Laisser le choix aux éditeurs n’est donc pas la bonne solution. Non pas parce que la liberté d’expression va disparaître de manière générale, mais parce qu’une fois de plus ce sont les acteurs les plus gros et les plus installés qui profiteront de cette occasion de faire passer des expériences moyennes (au mieux) pour le jeu du siècle. Les joueurs, réduits aux réseaux sociaux et aux commentaires sur les pages web des magazines pour faire entendre leur mécontentement, ne vont sans doute pas déclencher un torrent de haine de niveau Diablo Immortal chaque fois qu’un jeu publié sur l’EGS refusera les évaluations. Leur colère se fera donc moins vive, et l’effet recherché par les éditeurs (noyer les critiques restantes sous le flot du marketing et des évaluations déconnectées des magazines les moins critiques) sera atteint.

Mais c’est bien sur Epic que risquent de retomber les plus gros problèmes. Il a beaucoup été dit que la plateforme faisait assez peu à l’heure actuelle pour séduire les joueurs, au-delà du « J’ai dépensé sans compter » à coups de jeux gratuits. Mais les décisions de Steam ont toujours force de loi implicite sur les plateformes PC, et la norme est aujourd’hui à l’évaluation totalement libre.

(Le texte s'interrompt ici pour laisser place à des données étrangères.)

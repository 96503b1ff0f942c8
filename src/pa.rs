//! Passive Authentication orchestrator (spec.md §4.12).
//!
//! Ties together the SOD parser (§4.7), the DG hasher (§4.8), the chain
//! builder (§4.11) and Deviation List consultation (§4.10) into the single
//! state machine a caller drives with [`verify`].

use std::collections::HashMap;

use der::asn1::{ContextSpecific, GeneralizedTime, ObjectIdentifier as Oid};
use der::{Decode, Header, Reader, TagNumber};

use crate::{
    config::{CoreConfig, Sha1Posture},
    datagroup::verify_dg_hash,
    deviation::DeviationHit,
    error::PkdError,
    sod::ParsedSod,
    trust::{self, AuditSink, CertificateStore},
    verdict::{
        ChainEntry, DataGroupReport, DeviationReport, RevocationReport, SodReport,
        SodSignatureStatus, Verdict,
    },
    x509::{self, Certificate},
};

const OID_PRIVATE_KEY_USAGE_PERIOD: Oid = Oid::new_unwrap("2.5.29.16");

/// Progress through §4.12's state machine, reported to the caller via
/// [`Outcome::stage_reached`].
#[derive(Clone, Copy, Debug, Eq, PartialEq)]
pub enum Stage {
    Init,
    SodParsed,
    SodSigChecked,
    DgHashed,
    ChainBuilt,
    ChainValidated,
    RevocationChecked,
    DeviationsChecked,
    Done,
}

/// Returned by [`verify`] when the caller's cancellation token fires
/// between steps of the state machine. No `Verdict` is produced.
#[derive(Clone, Copy, Debug, Eq, PartialEq)]
pub struct Cancelled;

/// Checked between every step of §4.12's state machine (spec.md §5).
pub trait CancellationToken {
    fn is_cancelled(&self) -> bool;
}

impl CancellationToken for () {
    fn is_cancelled(&self) -> bool {
        false
    }
}

/// Input to a single verification call.
pub struct VerificationInput<'a> {
    pub sod_bytes: &'a [u8],
    pub dg_bytes: &'a HashMap<u8, Vec<u8>>,
    pub evaluation_time: u64,
}

/// A `Verdict` plus the furthest state-machine stage reached, for callers
/// that want progress beyond the frozen JSON shape.
pub struct Outcome {
    pub verdict: Verdict,
    pub stage_reached: Stage,
}

/// Run Passive Authentication end to end (spec.md §4.12). Findings already
/// collected before a failing step are retained on the returned `Verdict`;
/// the state machine never unwinds them.
pub fn verify(
    input: &VerificationInput<'_>,
    store: &impl CertificateStore,
    audit: &impl AuditSink,
    config: &CoreConfig,
    cancellation: &impl CancellationToken,
) -> Result<Outcome, Cancelled> {
    let mut stage = Stage::Init;
    let mut failure_reasons = Vec::new();

    let sod = match ParsedSod::parse_and_verify(input.sod_bytes) {
        Ok(parsed) => {
            stage = Stage::SodSigChecked;
            Some(parsed)
        }
        Err(e) => {
            failure_reasons.push(e.failure_reason_code().to_owned());
            None
        }
    };
    let sod_signature_ok = sod.is_some();
    let signing_time = sod
        .as_ref()
        .and_then(|s| s.signing_time.as_ref())
        .map(|t| time_to_unix(t).to_string());

    if cancellation.is_cancelled() {
        return Err(Cancelled);
    }

    let mut data_groups = Vec::new();
    let mut dg_hashes_ok = true;
    let mut sha1_used = false;

    if let Some(parsed) = &sod {
        sha1_used = matches!(parsed.hash_alg, crate::asn1::DigestAlgorithmIdentifier::Sha1(_));

        let mut dg_numbers: Vec<u8> = input.dg_bytes.keys().copied().collect();
        dg_numbers.sort_unstable();
        for dg_number in dg_numbers {
            let Some(expected) = parsed.lds.hash_for_dg(dg_number) else {
                continue;
            };
            let bytes = &input.dg_bytes[&dg_number];
            let actual = parsed.hash_alg.hash_bytes(bytes);
            let matches = verify_dg_hash(dg_number, bytes, expected, &parsed.hash_alg).is_ok();
            if !matches {
                dg_hashes_ok = false;
                failure_reasons.push(PkdError::DgHashMismatch { dg: dg_number }.failure_reason_code().to_owned());
            }
            data_groups.push(DataGroupReport {
                number: dg_number,
                expected_sha256: hex::encode(expected),
                actual_sha256: hex::encode(actual),
                matches,
            });
        }
        stage = Stage::DgHashed;
    }

    if cancellation.is_cancelled() {
        return Err(Cancelled);
    }

    let mut chain_entries = Vec::new();
    let mut chain_path = Vec::new();
    let mut compliance_warnings = Vec::new();
    let mut chain_ok = false;
    let mut revoked = false;

    if let Some(parsed) = &sod {
        stage = Stage::ChainBuilt;
        match trust::build_chain(&parsed.dsc, store, audit, config, input.evaluation_time) {
            Ok(links) => {
                stage = Stage::ChainValidated;
                chain_ok = true;
                for (depth, link) in links.into_iter().enumerate() {
                    chain_entries.push(ChainEntry {
                        subject: link.certificate.subject.as_str().to_owned(),
                        fingerprint_sha256: hex::encode(link.certificate.fingerprint_sha256),
                    });
                    // The leaf (depth 0) is the DSC; every other node up to
                    // and including the anchor is a CSCA or link certificate.
                    compliance_warnings.extend(x509::check_compliance(&link.certificate, depth > 0));
                    chain_path.push(link.certificate);
                }
                if let Some(window) = private_key_usage_period(&parsed.dsc) {
                    if !covers(window, input.evaluation_time) {
                        failure_reasons.push("DSC_PRIVATE_KEY_USAGE_EXPIRED".to_owned());
                    }
                }
            }
            Err(e @ PkdError::CertRevoked { .. }) => {
                revoked = true;
                failure_reasons.push(e.failure_reason_code().to_owned());
            }
            Err(e) => failure_reasons.push(e.failure_reason_code().to_owned()),
        }
        stage = Stage::RevocationChecked;
    }

    if cancellation.is_cancelled() {
        return Err(Cancelled);
    }

    let mut deviations = Vec::new();
    for cert in &chain_path {
        for hit in store.find_deviations_for(&cert.issuer, &cert.serial) {
            audit.record(trust::VerificationEvent::DeviationHit {
                issuer: hit.target_issuer.clone(),
                serial: hit.target_serial.clone(),
                oid: hit.defect_oid,
            });
            deviations.push(DeviationReport::from(&hit));
        }
    }
    stage = Stage::Done;

    let has_deviations_or_sha1 =
        !deviations.is_empty() || (sha1_used && matches!(config.sha1_posture, Sha1Posture::Deviation));
    let overall = Verdict::compose_overall(sod_signature_ok, dg_hashes_ok, chain_ok, !revoked, has_deviations_or_sha1);

    let verdict = Verdict {
        overall,
        sod: SodReport {
            signature: if sod_signature_ok {
                SodSignatureStatus::Valid
            } else {
                SodSignatureStatus::Invalid
            },
            signing_time,
        },
        data_groups,
        chain: chain_entries,
        compliance_warnings,
        revocation: RevocationReport {
            checked: chain_ok || revoked,
            revoked,
        },
        deviations,
        failure_reasons,
    };

    Ok(Outcome { verdict, stage_reached: stage })
}

fn time_to_unix(time: &x509_cert::time::Time) -> u64 {
    match time {
        x509_cert::time::Time::UtcTime(t) => t.to_unix_duration().as_secs(),
        x509_cert::time::Time::GeneralTime(t) => t.to_unix_duration().as_secs(),
    }
}

fn covers(window: (Option<u64>, Option<u64>), evaluation_time: u64) -> bool {
    let (not_before, not_after) = window;
    not_before.map_or(true, |nb| evaluation_time >= nb) && not_after.map_or(true, |na| evaluation_time <= na)
}

/// RFC 5280 §4.2.1.4: `PrivateKeyUsagePeriod ::= SEQUENCE { notBefore [0]
/// IMPLICIT GeneralizedTime OPTIONAL, notAfter [1] IMPLICIT GeneralizedTime
/// OPTIONAL }`.
fn private_key_usage_period(cert: &Certificate) -> Option<(Option<u64>, Option<u64>)> {
    let ext = cert.extension(OID_PRIVATE_KEY_USAGE_PERIOD)?;
    let mut reader = der::SliceReader::new(&ext.value_der).ok()?;
    let header = Header::decode(&mut reader).ok()?;
    reader
        .read_nested(header.length, |nested| {
            let not_before = ContextSpecific::<GeneralizedTime>::decode_implicit(nested, TagNumber::new(0))?
                .map(|cs| cs.value.to_unix_duration().as_secs());
            let not_after = ContextSpecific::<GeneralizedTime>::decode_implicit(nested, TagNumber::new(1))?
                .map(|cs| cs.value.to_unix_duration().as_secs());
            Ok((not_before, not_after))
        })
        .ok()
}

#[cfg(test)]
mod tests {
    use super::*;

    #[test]
    fn empty_window_covers_everything() {
        assert!(covers((None, None), 12345));
    }

    #[test]
    fn window_rejects_outside_bounds() {
        assert!(!covers((Some(100), Some(200)), 50));
        assert!(!covers((Some(100), Some(200)), 250));
        assert!(covers((Some(100), Some(200)), 150));
    }
}
//! Doc 9303 compliance checklist (spec.md §4.2).
//!
//! Applied as warnings only — gating on these is a policy layer above the
//! core, not a hard parse failure.

use super::certificate::Certificate;

const OID_BASIC_CONSTRAINTS: der::asn1::ObjectIdentifier =
    der::asn1::ObjectIdentifier::new_unwrap("2.5.29.19");
const OID_KEY_USAGE: der::asn1::ObjectIdentifier =
    der::asn1::ObjectIdentifier::new_unwrap("2.5.29.15");
const OID_AUTHORITY_KEY_IDENTIFIER: der::asn1::ObjectIdentifier =
    der::asn1::ObjectIdentifier::new_unwrap("2.5.29.35");

/// A single compliance warning, identified by a stable short code.
#[derive(Clone, Debug, Eq, PartialEq, serde::Serialize)]
pub struct ComplianceWarning {
    pub code: &'static str,
    pub detail: String,
}

/// Run the Doc 9303 checklist against a certificate, classified as a CSCA
/// (self-signed root, `CA=true`) or a DSC (leaf, `CA=false`).
pub fn check(cert: &Certificate, is_csca: bool) -> Vec<ComplianceWarning> {
    let mut warnings = Vec::new();

    if cert.serial.len() > 20 {
        warnings.push(ComplianceWarning {
            code: "SERIAL_TOO_LONG",
            detail: format!("serial is {} octets, Doc 9303 caps at 20", cert.serial.len()),
        });
    }
    if cert.serial.first() == Some(&0x00) && cert.serial.len() > 1 && cert.serial[1] & 0x80 == 0 {
        warnings.push(ComplianceWarning {
            code: "SERIAL_NOT_MINIMAL",
            detail: "serial carries a redundant leading zero octet".into(),
        });
    }

    match cert.extension(OID_KEY_USAGE) {
        None => warnings.push(ComplianceWarning {
            code: "MISSING_KEY_USAGE",
            detail: "keyUsage extension absent".into(),
        }),
        Some(ext) if !ext.critical => warnings.push(ComplianceWarning {
            code: "KEY_USAGE_NOT_CRITICAL",
            detail: "keyUsage extension is present but not marked critical".into(),
        }),
        Some(_) => {}
    }

    match cert.extension(OID_BASIC_CONSTRAINTS) {
        None if is_csca => warnings.push(ComplianceWarning {
            code: "MISSING_BASIC_CONSTRAINTS",
            detail: "basicConstraints absent on a CSCA".into(),
        }),
        Some(ext) if is_csca && !ext.critical => warnings.push(ComplianceWarning {
            code: "BASIC_CONSTRAINTS_NOT_CRITICAL",
            detail: "basicConstraints present on a CSCA but not critical".into(),
        }),
        _ => {}
    }

    if cert.subject != cert.issuer && cert.extension(OID_AUTHORITY_KEY_IDENTIFIER).is_none() {
        warnings.push(ComplianceWarning {
            code: "MISSING_AKI",
            detail: "non-self-signed certificate has no authorityKeyIdentifier".into(),
        });
    }

    warnings
}

#[cfg(test)]
mod tests {
    use super::*;
    use crate::x509::{certificate::test_fixture, CanonicalName, CertExtension};

    #[test]
    fn clean_dsc_has_no_warnings() {
        let cert = test_fixture(
            CanonicalName::for_test("dsc"),
            CanonicalName::for_test("csca"),
            0,
            u64::MAX,
            vec![
                CertExtension {
                    oid: OID_KEY_USAGE,
                    critical: true,
                    value_der: Vec::new(),
                },
                CertExtension {
                    oid: OID_AUTHORITY_KEY_IDENTIFIER,
                    critical: false,
                    value_der: Vec::new(),
                },
            ],
            [0u8; 32],
        );
        assert!(check(&cert, false).is_empty());
    }

    #[test]
    fn missing_key_usage_is_flagged() {
        let cert = test_fixture(CanonicalName::for_test("dsc"), CanonicalName::for_test("csca"), 0, u64::MAX, vec![], [1u8; 32]);
        let warnings = check(&cert, false);
        assert!(warnings.iter().any(|w| w.code == "MISSING_KEY_USAGE"));
    }

    #[test]
    fn csca_missing_basic_constraints_is_flagged() {
        let cert = test_fixture(CanonicalName::for_test("csca"), CanonicalName::for_test("csca"), 0, u64::MAX, vec![], [2u8; 32]);
        let warnings = check(&cert, true);
        assert!(warnings.iter().any(|w| w.code == "MISSING_BASIC_CONSTRAINTS"));
    }

    #[test]
    fn oversized_serial_is_flagged() {
        let mut cert = test_fixture(CanonicalName::for_test("dsc"), CanonicalName::for_test("csca"), 0, u64::MAX, vec![], [3u8; 32]);
        cert.serial = vec![0xAB; 21];
        let warnings = check(&cert, false);
        assert!(warnings.iter().any(|w| w.code == "SERIAL_TOO_LONG"));
    }
}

S’écarter de ce chemin revient à s’aliéner encore un peu plus des soutiens indispensables ; qu’Epic le veuille ou non, sur les plateformes numériques ce sont le plus souvent les joueurs qui attirent les éditeurs, pas l’inverse.

Faut-il par ailleurs rappeler que ce choix ne traite absolument pas le problème initial ? L’éditeur assez sympathique (ou nécessiteux) pour accepter les évaluations n’a aucun moyen de filtrer les comportements « toxiques » des autres. Dans le langage scolaire, ça s’appelle un hors-sujet. Il serait donc judicieux de revoir sa copie.

 

Et vous ? Êtes-vous pour ou contre le système proposé par Epic ? Laissez votre avis en commentaire !

 

1 Les microtransactions sont aujourd’hui dans tous les AAA, mais le cas Star Wars Battlefront 2 devrait les inciter à tuer la contestation dans l’œuf.

2 Il y a bien sûr plein de magazines indépendants et de qualité (lisez Canard PC) ; au sujet de la note, je vous met un lien vers un article très sympa du site Play n Travels sur la pertinence de la note aujourd’hui.